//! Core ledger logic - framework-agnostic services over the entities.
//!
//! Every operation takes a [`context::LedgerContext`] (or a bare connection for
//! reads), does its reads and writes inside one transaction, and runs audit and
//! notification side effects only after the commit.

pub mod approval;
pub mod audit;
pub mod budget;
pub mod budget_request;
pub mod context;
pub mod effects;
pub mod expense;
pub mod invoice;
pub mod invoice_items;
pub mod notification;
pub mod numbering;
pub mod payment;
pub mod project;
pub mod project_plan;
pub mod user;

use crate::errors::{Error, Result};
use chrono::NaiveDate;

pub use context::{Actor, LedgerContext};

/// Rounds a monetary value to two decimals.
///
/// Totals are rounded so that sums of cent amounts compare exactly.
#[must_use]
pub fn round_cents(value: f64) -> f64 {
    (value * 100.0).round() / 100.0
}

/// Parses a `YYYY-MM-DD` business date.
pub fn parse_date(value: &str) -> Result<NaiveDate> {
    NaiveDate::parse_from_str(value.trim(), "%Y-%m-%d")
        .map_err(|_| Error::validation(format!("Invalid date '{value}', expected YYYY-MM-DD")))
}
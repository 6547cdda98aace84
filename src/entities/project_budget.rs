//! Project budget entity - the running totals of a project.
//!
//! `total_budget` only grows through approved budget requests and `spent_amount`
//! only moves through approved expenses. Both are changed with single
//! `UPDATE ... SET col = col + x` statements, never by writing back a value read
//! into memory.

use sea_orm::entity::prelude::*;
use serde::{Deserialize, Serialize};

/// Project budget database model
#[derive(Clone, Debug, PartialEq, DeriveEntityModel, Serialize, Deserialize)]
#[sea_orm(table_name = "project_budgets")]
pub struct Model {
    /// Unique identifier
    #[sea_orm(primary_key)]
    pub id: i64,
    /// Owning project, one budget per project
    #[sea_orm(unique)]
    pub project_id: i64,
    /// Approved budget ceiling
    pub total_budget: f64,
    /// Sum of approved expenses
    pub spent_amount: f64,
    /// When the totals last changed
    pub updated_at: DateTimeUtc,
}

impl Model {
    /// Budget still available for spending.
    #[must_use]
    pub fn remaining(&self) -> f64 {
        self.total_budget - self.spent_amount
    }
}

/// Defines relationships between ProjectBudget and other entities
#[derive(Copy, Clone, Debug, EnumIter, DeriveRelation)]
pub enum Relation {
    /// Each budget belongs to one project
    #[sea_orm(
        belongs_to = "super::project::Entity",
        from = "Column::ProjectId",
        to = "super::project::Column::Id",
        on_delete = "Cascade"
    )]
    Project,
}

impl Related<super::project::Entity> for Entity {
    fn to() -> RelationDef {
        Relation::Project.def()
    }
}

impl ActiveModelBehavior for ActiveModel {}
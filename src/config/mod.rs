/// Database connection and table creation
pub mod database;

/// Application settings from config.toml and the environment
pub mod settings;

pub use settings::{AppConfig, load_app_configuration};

## Task goal
Start to finish, give the listing again exactly.

## Final answer
//! Core ledger logic - framework-agnostic services over the entities.
//!
//! Every operation takes a [`context::LedgerContext`] (or a bare connection for
//! reads), does its reads and writes inside one transaction, and runs audit and
//! notification side effects only after the commit.

pub mod approval;
pub mod audit;
pub mod budget;
pub mod budget_request;
pub mod context;
pub mod effects;
pub mod expense;
pub mod invoice;
pub mod invoice_items;
pub mod notification;
pub mod numbering;
pub mod payment;
pub mod project;
pub mod project_plan;
pub mod user;

use crate::errors::{Error, Result};
use chrono::NaiveDate;

pub use context::{Actor, LedgerContext};

/// Rounds a monetary value to two decimals.
///
/// Totals are rounded so that sums of cent amounts compare exactly.
#[must_use]
pub fn round_cents(value: f64) -> f64 {
    (value * 100.0).round() / 100.0
}

/// Parses a `YYYY-MM-DD` business date.
pub fn parse_date(value: &str) -> Result<NaiveDate> {
    NaiveDate::parse_from_str(value.trim(), "%Y-%m-%d")
        .map_err(|_| Error::validation(format!("Invalid date '{value}', expected YYYY-MM-DD")))
}
repository 6547cdda98aace84
filename src/entities/project_budget.rs
//! Project budget entity - the running totals of a project.
//!
//! `total_budget` only grows through approved budget requests and `spent_amount`
//! only moves through approved expenses. Both are changed with single
//! `UPDATE ... SET col = col + x` statements, never by writing back a value read
//! into memory.

use sea_orm::entity::prelude::*;
use serde::{Deserialize, Serialize};

/// Project budget database model
#[derive(Clone, Debug, PartialEq, DeriveEntityModel, Serialize, Deserialize)]
#[sea_orm(table_name = "project_budgets")]
pub struct Model {
    /// Unique identifier
    #[sea_orm(primary_key)]
    pub id: i64,
    /// Owning project, one budget per project
    #[sea_orm(unique)]
    pub project_id: i64,
    /// Approved budget ceiling
    pub total_budget: f64,
    /// Sum of approved expenses
    pub spent_amount: f64,
    /// When the totals last changed
    pub updated_at: DateTimeUtc,
}

impl Model {
    /// Budget still available for spending.
    #[must_use]
    pub fn remaining(&self) -> f64 {
        self.total_budget - self.spent_amount
    }
}

/// Defines relationships between ProjectBudget and other entities
#[derive(Copy, Clone, Debug, EnumIter, DeriveRelation)]
pub enum Relation {
    /// Each budget belongs to one project
    #[sea_orm(
        belongs_to = "super::project::Entity",
        from = "Column::ProjectId",
        to = "super::project::Column::Id",
        on_delete = "Cascade"
    )]
    Project,
}

impl Related<super::project::Entity> for Entity {
    fn to() -> RelationDef {
        Relation::Project.def()
    }
}

impl ActiveModelBehavior for ActiveModel {}
filename src/config/mod.rs
/// Database connection and table creation
pub mod database;

/// Application settings from config.toml and the environment
pub mod settings;

pub use settings::{AppConfig, load_app_configuration};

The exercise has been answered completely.